◆ EXERCISE REQUIREMENTS: Where the string "squash" occurs in a line of the entries below, copy that line.

◆ SUPPLIED DATA:
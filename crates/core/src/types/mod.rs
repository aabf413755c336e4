//! Domain types for terminal authorization

mod command;
mod message;

pub use command::AuthCommand;
pub use message::{AuthResult, Frame, LedgerEntry};
pub use message::{REASON_CANNOT_CONNECT, REASON_TIMEOUT, STATUS_APPROVED, STATUS_DECLINED};
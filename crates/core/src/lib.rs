//! Posgw Core - POS terminal authorization client and transaction ledger
//!
//! This crate provides:
//! - Pipe-delimited wire protocol framing
//! - Terminal link (TCP transport with versioned handshake)
//! - Durable transaction ledger (SQLite)
//! - Authorization session orchestration
//! - Error types

/// Protocol version announced in the gateway handshake
pub const PROTOCOL_VERSION: &str = "1.0";

pub mod error;
pub mod ledger;
pub mod nonce;
pub mod protocol;
pub mod session;
pub mod transport;
pub mod types;

// Re-export common types
pub use error::{ConnectError, ReceiveError, StoreError};
pub use ledger::LedgerStore;
pub use nonce::{FixedNonceSource, Nonce, NonceSource, StdNonceSource};
pub use protocol::FrameCodec;
pub use session::AuthSession;
pub use transport::{LinkConfig, TerminalLink};
pub use types::{AuthCommand, AuthResult, Frame, LedgerEntry};

#[cfg(test)]
mod tests {
    use super::*;

    #[test]
    fn test_protocol_version_defined() {
        assert_eq!(PROTOCOL_VERSION, "1.0");
    }
}
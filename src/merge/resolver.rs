use super::types::{MatchPolicy, MergeError, MergeInfo};
use crate::external::{CommitHash, GitRepository, MergeHistoryEntry};
use std::collections::HashMap;
use std::sync::Arc;

/// Merge commits reachable from main, indexed by second parent
#[derive(Debug, Clone, Default)]
pub struct MergeHistory {
    entries: Vec<MergeHistoryEntry>,
    by_second_parent: HashMap<CommitHash, Vec<usize>>,
}

impl MergeHistory {
    pub fn new(entries: Vec<MergeHistoryEntry>) -> Self {
        let mut by_second_parent: HashMap<CommitHash, Vec<usize>> = HashMap::new();
        for (index, entry) in entries.iter().enumerate() {
            if let Some(parent) = entry.second_parent() {
                by_second_parent
                    .entry(parent.to_string())
                    .or_default()
                    .push(index);
            }
        }
        Self {
            entries,
            by_second_parent,
        }
    }

    pub fn len(&self) -> usize {
        self.entries.len()
    }

    pub fn is_empty(&self) -> bool {
        self.entries.is_empty()
    }

    /// Merge commits that have `tip` as second parent, in scan order
    pub fn merges_of<'a>(&'a self, tip: &str) -> impl Iterator<Item = &'a MergeHistoryEntry> + 'a {
        self.by_second_parent
            .get(tip)
            .into_iter()
            .flatten()
            .map(move |&index| &self.entries[index])
    }
}

/// Maps a branch tip to the merge commit that brought it into main
pub struct MergeResolver {
    repo: Arc<dyn GitRepository>,
    policy: MatchPolicy,
}

impl MergeResolver {
    pub fn new(repo: Arc<dyn GitRepository>) -> Self {
        Self {
            repo,
            policy: MatchPolicy::default(),
        }
    }

    pub fn with_policy(mut self, policy: MatchPolicy) -> Self {
        self.policy = policy;
        self
    }

    /// Fetch main's merge history. An unresolvable `main_ref` is fatal.
    pub async fn load_history(&self, main_ref: &str) -> Result<MergeHistory, MergeError> {
        self.repo
            .resolve_commit(main_ref)
            .await
            .map_err(|source| MergeError::MainBranchNotFound {
                reference: main_ref.to_string(),
                source,
            })?;

        let entries = self.repo.merge_commits(main_ref).await?;
        tracing::debug!(main_ref, merges = entries.len(), "loaded merge history");
        Ok(MergeHistory::new(entries))
    }

    /// One-shot resolution that fetches the history itself
    pub async fn resolve(
        &self,
        main_ref: &str,
        tip_commit: &str,
    ) -> Result<Option<MergeInfo>, MergeError> {
        let history = self.load_history(main_ref).await?;
        self.resolve_in(&history, tip_commit).await
    }

    /// Look `tip_commit` up in an already loaded history
    ///
    /// `Ok(None)` means no merge commit has the tip as its second parent,
    /// which is expected for fast-forward and squash merges.
    pub async fn resolve_in(
        &self,
        history: &MergeHistory,
        tip_commit: &str,
    ) -> Result<Option<MergeInfo>, MergeError> {
        let tip_commit = tip_commit.trim();
        if tip_commit.is_empty() {
            return Err(MergeError::EmptyTip);
        }

        let mut matches = history.merges_of(tip_commit);

        match self.policy {
            MatchPolicy::First => match matches.next() {
                Some(entry) => Ok(Some(self.merge_info(entry).await?)),
                None => Ok(None),
            },
            MatchPolicy::Earliest | MatchPolicy::Latest => {
                let mut best: Option<MergeInfo> = None;
                for entry in matches {
                    let candidate = self.merge_info(entry).await?;
                    let replace = match &best {
                        None => true,
                        Some(current) if self.policy == MatchPolicy::Earliest => {
                            candidate.date < current.date
                        }
                        Some(current) => candidate.date > current.date,
                    };
                    if replace {
                        best = Some(candidate);
                    }
                }
                Ok(best)
            }
        }
    }

    async fn merge_info(&self, entry: &MergeHistoryEntry) -> Result<MergeInfo, MergeError> {
        let details = self.repo.commit_details(&entry.commit).await?;
        Ok(MergeInfo {
            date: details.committer_date,
            short_id: details.short_id,
        })
    }
}
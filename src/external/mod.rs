//! External tool abstractions
//!
//! This module provides trait-based abstractions for the `git` CLI, enabling
//! testable code through dependency injection and fake implementations.
//!
//! Pure logic (deciding which merge commit belongs to a branch) lives in
//! [`crate::merge`]; everything here only talks to the repository.

pub mod command;
pub mod git;
pub mod memory;

pub use command::{CommandError, CommandExecutor, CommandOutput, ProcessCommandExecutor};
pub use git::{
    BranchScope, CommitDetails, CommitHash, GitClient, GitError, GitRepository,
    MergeHistoryEntry,
};
pub use memory::InMemoryRepository;
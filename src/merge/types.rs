use crate::external::{BranchScope, GitError};
use chrono::{DateTime, FixedOffset};
use serde::{Deserialize, Serialize};
use std::cmp::Ordering;
use thiserror::Error;

/// A branch whose tip was merged into main by a two-parent merge commit
#[derive(Debug, Clone, PartialEq, Eq, Serialize)]
pub struct BranchRecord {
    /// Display name with `refs/heads/` or `refs/remotes/<remote>/` removed
    pub branch_name: String,
    /// Committer date of the merge commit, in the committer's own offset
    pub merge_date: DateTime<FixedOffset>,
    /// Abbreviated merge commit id
    pub commit_id: String,
}

impl BranchRecord {
    /// Newest merge first; equal dates fall back to branch name so output is stable
    pub fn newest_first(a: &BranchRecord, b: &BranchRecord) -> Ordering {
        b.merge_date
            .cmp(&a.merge_date)
            .then_with(|| a.branch_name.cmp(&b.branch_name))
    }
}

/// When and where a tip was merged
#[derive(Debug, Clone, PartialEq, Eq)]
pub struct MergeInfo {
    pub date: DateTime<FixedOffset>,
    pub short_id: String,
}

/// Which merge commit wins when a tip is the second parent of several
#[derive(
    Debug, Clone, Copy, PartialEq, Eq, Default, Serialize, Deserialize, clap::ValueEnum,
)]
#[serde(rename_all = "lowercase")]
pub enum MatchPolicy {
    /// First match in history-walk order (newest first)
    #[default]
    First,
    /// Match with the oldest committer date
    Earliest,
    /// Match with the newest committer date
    Latest,
}

#[derive(Debug, Clone, PartialEq, Eq, Serialize)]
pub struct SkippedBranch {
    pub branch: String,
    pub reason: String,
}

/// Result of examining one candidate branch
#[derive(Debug, Clone, PartialEq, Eq)]
pub enum BranchOutcome {
    Resolved(BranchRecord),
    /// Something went wrong for this branch only; the scan continues
    Skipped(SkippedBranch),
    /// No merge commit found: fast-forward, squash, or unusual parent order
    Omitted { branch: String },
}

#[derive(Debug, Error)]
pub enum MergeError {
    #[error("Main branch '{reference}' could not be resolved")]
    MainBranchNotFound {
        reference: String,
        #[source]
        source: GitError,
    },
    #[error("Tip commit of '{branch}' could not be resolved")]
    UnresolvableTip {
        branch: String,
        #[source]
        source: GitError,
    },
    #[error("Tip commit is empty")]
    EmptyTip,
    #[error(transparent)]
    Git(#[from] GitError),
}

/// Immutable settings for one scan
#[derive(Debug, Clone, PartialEq, Eq)]
pub struct ScanConfig {
    pub main_branch: String,
    pub scope: BranchScope,
    pub remote: String,
    pub policy: MatchPolicy,
}

impl ScanConfig {
    pub fn new(main_branch: impl Into<String>, scope: BranchScope) -> Self {
        Self {
            main_branch: main_branch.into(),
            scope,
            remote: "origin".to_string(),
            policy: MatchPolicy::default(),
        }
    }

    pub fn with_remote(mut self, remote: impl Into<String>) -> Self {
        self.remote = remote.into();
        self
    }

    pub fn with_policy(mut self, policy: MatchPolicy) -> Self {
        self.policy = policy;
        self
    }

    /// `main` for local scans, `origin/main` for remote ones
    pub fn main_ref(&self) -> String {
        self.scope.main_ref(&self.main_branch, &self.remote)
    }
}

/// Aggregated result of a scan
#[derive(Debug, Clone, PartialEq, Eq, Serialize)]
pub struct ScanReport {
    pub main_branch: String,
    pub scope: BranchScope,
    /// Sorted by merge date, newest first
    pub branches: Vec<BranchRecord>,
    pub skipped: Vec<SkippedBranch>,
    #[serde(skip)]
    pub omitted: Vec<String>,
}

impl ScanReport {
    pub fn from_outcomes(
        main_branch: impl Into<String>,
        scope: BranchScope,
        outcomes: impl IntoIterator<Item = BranchOutcome>,
    ) -> Self {
        let mut branches = Vec::new();
        let mut skipped = Vec::new();
        let mut omitted = Vec::new();

        for outcome in outcomes {
            match outcome {
                BranchOutcome::Resolved(record) => branches.push(record),
                BranchOutcome::Skipped(skip) => skipped.push(skip),
                BranchOutcome::Omitted { branch } => omitted.push(branch),
            }
        }

        branches.sort_by(BranchRecord::newest_first);

        Self {
            main_branch: main_branch.into(),
            scope,
            branches,
            skipped,
            omitted,
        }
    }

    pub fn is_empty(&self) -> bool {
        self.branches.is_empty()
    }
}
//! Git backends
//!
//! Two interchangeable implementations of [`GitRepository`]: the `git` CLI
//! (via [`GitClient`]) and libgit2 bindings (via [`Git2Operations`]).

pub mod operations;

pub use operations::Git2Operations;

use crate::external::{GitClient, GitError, GitRepository, ProcessCommandExecutor};
use serde::{Deserialize, Serialize};
use std::path::Path;
use std::sync::Arc;

#[derive(
    Debug, Clone, Copy, PartialEq, Eq, Default, Serialize, Deserialize, clap::ValueEnum,
)]
#[serde(rename_all = "lowercase")]
pub enum GitBackend {
    /// Shell out to the `git` binary
    #[default]
    Cli,
    /// Read the repository in-process with libgit2
    Libgit2,
}

/// Open the repository at `path` with the selected backend
pub fn open_repository(
    backend: GitBackend,
    path: &Path,
) -> Result<Arc<dyn GitRepository>, GitError> {
    tracing::debug!(?backend, path = %path.display(), "opening repository");
    match backend {
        GitBackend::Cli => Ok(Arc::new(
            GitClient::new(Arc::new(ProcessCommandExecutor)).with_repo_path(path),
        )),
        GitBackend::Libgit2 => Ok(Arc::new(Git2Operations::new(path)?)),
    }
}
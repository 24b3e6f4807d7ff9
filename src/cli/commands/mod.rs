use anyhow::Result;

pub mod report;

pub use report::ReportCommand;

#[allow(async_fn_in_trait)]
pub trait Command {
    async fn execute(&self) -> Result<()>;
}
use crate::external::{
    BranchScope, CommitDetails, CommitHash, GitError, GitRepository, MergeHistoryEntry,
};
use async_trait::async_trait;
use chrono::{DateTime, FixedOffset};
use git2::{BranchType, Oid, Repository, Sort};
use std::path::Path;
use std::sync::{Mutex, MutexGuard};

/// Implementation of [`GitRepository`] using git2
///
/// `Repository` is not `Sync`, so every query takes the lock for its
/// duration. Queries are short and the scanner issues them one at a time.
pub struct Git2Operations {
    repo: Mutex<Repository>,
}

impl Git2Operations {
    pub fn new<P: AsRef<Path>>(path: P) -> Result<Self, GitError> {
        let repo = Repository::discover(path).map_err(|e| match e.code() {
            git2::ErrorCode::NotFound => GitError::RepositoryNotFound,
            _ => GitError::Libgit2(e),
        })?;
        Ok(Self {
            repo: Mutex::new(repo),
        })
    }

    fn repo(&self) -> Result<MutexGuard<'_, Repository>, GitError> {
        self.repo.lock().map_err(|_| GitError::GitCommandFailed {
            message: "repository lock poisoned".to_string(),
        })
    }

    fn peel(repo: &Repository, reference: &str) -> Result<Oid, GitError> {
        repo.revparse_single(reference)
            .and_then(|object| object.peel_to_commit())
            .map(|commit| commit.id())
            .map_err(|e| match e.code() {
                git2::ErrorCode::NotFound
                | git2::ErrorCode::InvalidSpec
                | git2::ErrorCode::Ambiguous => GitError::ReferenceNotFound {
                    reference: reference.to_string(),
                },
                _ => GitError::Libgit2(e),
            })
    }

    fn committer_date(commit: &git2::Commit<'_>) -> Result<DateTime<FixedOffset>, GitError> {
        let time = commit.committer().when();
        let offset = FixedOffset::east_opt(time.offset_minutes() * 60).ok_or_else(|| {
            GitError::Parse {
                message: format!("invalid UTC offset of {} minutes", time.offset_minutes()),
            }
        })?;
        DateTime::from_timestamp(time.seconds(), 0)
            .map(|utc| utc.with_timezone(&offset))
            .ok_or_else(|| GitError::Parse {
                message: format!("commit time {} out of range", time.seconds()),
            })
    }
}

#[async_trait]
impl GitRepository for Git2Operations {
    async fn verify_repository(&self) -> Result<(), GitError> {
        self.repo()?;
        Ok(())
    }

    async fn merged_branches(
        &self,
        target: &str,
        scope: BranchScope,
    ) -> Result<Vec<String>, GitError> {
        let repo = self.repo()?;
        let target_oid = Self::peel(&repo, target)?;
        let branch_type = match scope {
            BranchScope::Local => BranchType::Local,
            BranchScope::Remote => BranchType::Remote,
        };

        let mut merged = Vec::new();
        for branch in repo.branches(Some(branch_type))? {
            let (branch, _) = branch?;
            let reference = branch.get();
            let Some(name) = reference.name() else {
                continue;
            };
            // Symbolic refs such as refs/remotes/origin/HEAD resolve to their target
            let tip = match reference.resolve().ok().and_then(|r| r.target()) {
                Some(tip) => tip,
                None => continue,
            };
            if tip == target_oid || repo.graph_descendant_of(target_oid, tip)? {
                merged.push(name.to_string());
            }
        }

        merged.sort();
        Ok(merged)
    }

    async fn resolve_commit(&self, reference: &str) -> Result<CommitHash, GitError> {
        if reference.trim().is_empty() {
            return Err(GitError::ReferenceNotFound {
                reference: reference.to_string(),
            });
        }
        let repo = self.repo()?;
        Ok(Self::peel(&repo, reference)?.to_string())
    }

    async fn merge_commits(&self, reference: &str) -> Result<Vec<MergeHistoryEntry>, GitError> {
        let repo = self.repo()?;
        let start = Self::peel(&repo, reference)?;

        let mut revwalk = repo.revwalk()?;
        revwalk.set_sorting(Sort::TIME)?;
        revwalk.push(start)?;

        let mut entries = Vec::new();
        for oid in revwalk {
            let commit = repo.find_commit(oid?)?;
            if commit.parent_count() < 2 {
                continue;
            }
            entries.push(MergeHistoryEntry {
                commit: commit.id().to_string(),
                parents: commit.parent_ids().map(|p| p.to_string()).collect(),
            });
        }

        Ok(entries)
    }

    async fn commit_details(&self, commit: &str) -> Result<CommitDetails, GitError> {
        let repo = self.repo()?;
        let oid = Self::peel(&repo, commit)?;
        let commit = repo.find_commit(oid)?;

        let short_id = commit
            .as_object()
            .short_id()?
            .as_str()
            .map(str::to_string)
            .ok_or_else(|| GitError::Parse {
                message: format!("short id of {oid} is not valid UTF-8"),
            })?;

        Ok(CommitDetails {
            committer_date: Self::committer_date(&commit)?,
            short_id,
        })
    }
}
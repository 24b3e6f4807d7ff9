// End-to-end runs of the merged-branches binary against real repositories

use assert_cmd::Command;
use predicates::prelude::*;

mod fixtures;
use fixtures::git_repository::GitRepositoryFixture;

fn merged_branches(fixture: &GitRepositoryFixture) -> Command {
    let mut cmd = Command::cargo_bin("merged-branches").unwrap();
    cmd.current_dir(fixture.path()).arg("--repo").arg(fixture.path());
    cmd
}

fn table_lines(stdout: &[u8]) -> Vec<String> {
    String::from_utf8_lossy(stdout)
        .lines()
        .filter(|line| !line.starts_with("Generated:"))
        .map(str::to_string)
        .collect()
}

#[test]
fn test_reports_merged_branches_newest_first() {
    let fixture = GitRepositoryFixture::with_merged_branches().unwrap();
    let merge_x = fixture.short_id("main~1").unwrap();
    let merge_y = fixture.short_id("main~3").unwrap();

    let output = merged_branches(&fixture).arg("--no-file").output().unwrap();
    assert!(output.status.success());

    let lines = table_lines(&output.stdout);
    assert_eq!(lines[0], "Branches merged into 'main' (local)");

    let x_row = lines
        .iter()
        .position(|line| line.starts_with("2024-03-01  x ") && line.ends_with(&merge_x))
        .expect("x should be reported with its merge commit");
    let y_row = lines
        .iter()
        .position(|line| line.starts_with("2024-01-15  y ") && line.ends_with(&merge_y))
        .expect("y should be reported with its merge commit");
    assert!(x_row < y_row, "newest merge must come first");

    // fast-forwarded, unmerged and main itself never show up
    assert!(!lines.iter().any(|line| line.contains("  z ")));
    assert!(!lines.iter().any(|line| line.contains("wip")));
    assert!(!lines.iter().any(|line| line.contains("  main ")));
    assert_eq!(lines.last().map(String::as_str), Some("2 merged branch(es), 0 skipped"));
}

#[test]
fn test_libgit2_backend_matches_cli_backend() {
    let fixture = GitRepositoryFixture::with_merged_branches().unwrap();

    let cli = merged_branches(&fixture).args(["--no-file", "--backend", "cli"]).output().unwrap();
    let libgit2 = merged_branches(&fixture)
        .args(["--no-file", "--backend", "libgit2"])
        .output()
        .unwrap();

    assert!(cli.status.success());
    assert!(libgit2.status.success());
    assert_eq!(table_lines(&cli.stdout), table_lines(&libgit2.stdout));
}

#[test]
fn test_repeated_runs_are_identical() {
    let fixture = GitRepositoryFixture::with_merged_branches().unwrap();

    let first = merged_branches(&fixture).arg("--no-file").output().unwrap();
    let second = merged_branches(&fixture).arg("--no-file").output().unwrap();

    assert_eq!(table_lines(&first.stdout), table_lines(&second.stdout));
}

#[test]
fn test_writes_report_file() {
    let fixture = GitRepositoryFixture::with_merged_branches().unwrap();
    let out_dir = tempfile::tempdir().unwrap();
    let report_path = out_dir.path().join("reports/merged.txt");

    merged_branches(&fixture)
        .arg("--output")
        .arg(&report_path)
        .assert()
        .success()
        .stdout(predicate::str::contains("Branches merged into 'main' (local)"));

    let written = std::fs::read_to_string(&report_path).unwrap();
    assert!(written.contains("2024-03-01  x "));
    assert!(written.contains("2024-01-15  y "));
}

#[test]
fn test_json_format() {
    let fixture = GitRepositoryFixture::with_merged_branches().unwrap();

    let output = merged_branches(&fixture)
        .args(["--no-file", "--format", "json"])
        .output()
        .unwrap();
    assert!(output.status.success());

    let value: serde_json::Value = serde_json::from_slice(&output.stdout).unwrap();
    let names: Vec<&str> = value["branches"]
        .as_array()
        .unwrap()
        .iter()
        .map(|b| b["branch_name"].as_str().unwrap())
        .collect();
    assert_eq!(names, vec!["x", "y"]);
    assert_eq!(value["branches"][0]["merge_date"], "2024-03-01T12:00:00+01:00");
}

#[test]
fn test_remote_scope_strips_remote_prefix() {
    let upstream = GitRepositoryFixture::with_merged_branches().unwrap();
    let clone_dir = tempfile::tempdir().unwrap();
    let clone_path = clone_dir.path().join("clone");
    let status = std::process::Command::new("git")
        .args(["clone", "--quiet"])
        .arg(upstream.path())
        .arg(&clone_path)
        .status()
        .unwrap();
    assert!(status.success());

    let output = Command::cargo_bin("merged-branches")
        .unwrap()
        .current_dir(clone_dir.path())
        .arg("--repo")
        .arg(&clone_path)
        .args(["--scope", "remote", "--no-file"])
        .output()
        .unwrap();
    assert!(output.status.success());

    let lines = table_lines(&output.stdout);
    assert_eq!(lines[0], "Branches merged into 'main' (remote)");
    assert!(lines.iter().any(|line| line.starts_with("2024-03-01  x ")));
    assert!(lines.iter().any(|line| line.starts_with("2024-01-15  y ")));
    assert!(!lines.iter().any(|line| line.contains("origin/")));
    assert!(!lines.iter().any(|line| line.contains("HEAD")));
}

#[test]
fn test_no_merged_branches_is_success() {
    let fixture = GitRepositoryFixture::new().unwrap();
    fixture.commit("root", "2024-01-01 09:00:00 +0000").unwrap();
    fixture.checkout_new("same").unwrap();
    fixture.checkout("main").unwrap();

    merged_branches(&fixture)
        .arg("--no-file")
        .assert()
        .success()
        .stdout(predicate::str::contains("No merged branches found."));
}

#[test]
fn test_missing_main_branch_fails() {
    let fixture = GitRepositoryFixture::with_merged_branches().unwrap();

    merged_branches(&fixture)
        .args(["--no-file", "--main", "trunk"])
        .assert()
        .failure()
        .stderr(predicate::str::contains("Main branch 'refs/heads/trunk' could not be resolved"));
}

#[test]
fn test_directory_named_like_main_branch() {
    let fixture = GitRepositoryFixture::with_merged_branches().unwrap();
    fixture
        .commit_file("main/readme", "notes\n", "add main dir", "2024-03-20 09:00:00 +0000")
        .unwrap();

    for backend in ["cli", "libgit2"] {
        let output = merged_branches(&fixture)
            .args(["--no-file", "--backend", backend])
            .output()
            .unwrap();
        assert!(output.status.success(), "{backend}: {}", String::from_utf8_lossy(&output.stderr));

        let lines = table_lines(&output.stdout);
        assert_eq!(lines.last().map(String::as_str), Some("2 merged branch(es), 0 skipped"));
    }
}

#[test]
fn test_tag_named_like_main_branch_is_ignored() {
    let fixture = GitRepositoryFixture::with_merged_branches().unwrap();
    fixture.git(&["tag", "main", "main~5"], None).unwrap();

    let output = merged_branches(&fixture).arg("--no-file").output().unwrap();
    assert!(output.status.success());

    let lines = table_lines(&output.stdout);
    assert!(lines.iter().any(|line| line.starts_with("2024-03-01  x ")));
    assert!(lines.iter().any(|line| line.starts_with("2024-01-15  y ")));
    assert_eq!(lines.last().map(String::as_str), Some("2 merged branch(es), 0 skipped"));
}

#[test]
fn test_not_a_repository_fails() {
    let empty = tempfile::tempdir().unwrap();

    Command::cargo_bin("merged-branches")
        .unwrap()
        .current_dir(empty.path())
        .arg("--repo")
        .arg(empty.path())
        .arg("--no-file")
        .assert()
        .failure();
}

#[test]
fn test_help_describes_options() {
    Command::cargo_bin("merged-branches")
        .unwrap()
        .arg("--help")
        .assert()
        .success()
        .stdout(predicate::str::contains("--scope"))
        .stdout(predicate::str::contains("--main"))
        .stdout(predicate::str::contains("--policy"));
}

◆ OUTPUT:
    /// which is expected for fast-forward and squash merges.
    /// No merge commit found: fast-forward, squash, or unusual parent order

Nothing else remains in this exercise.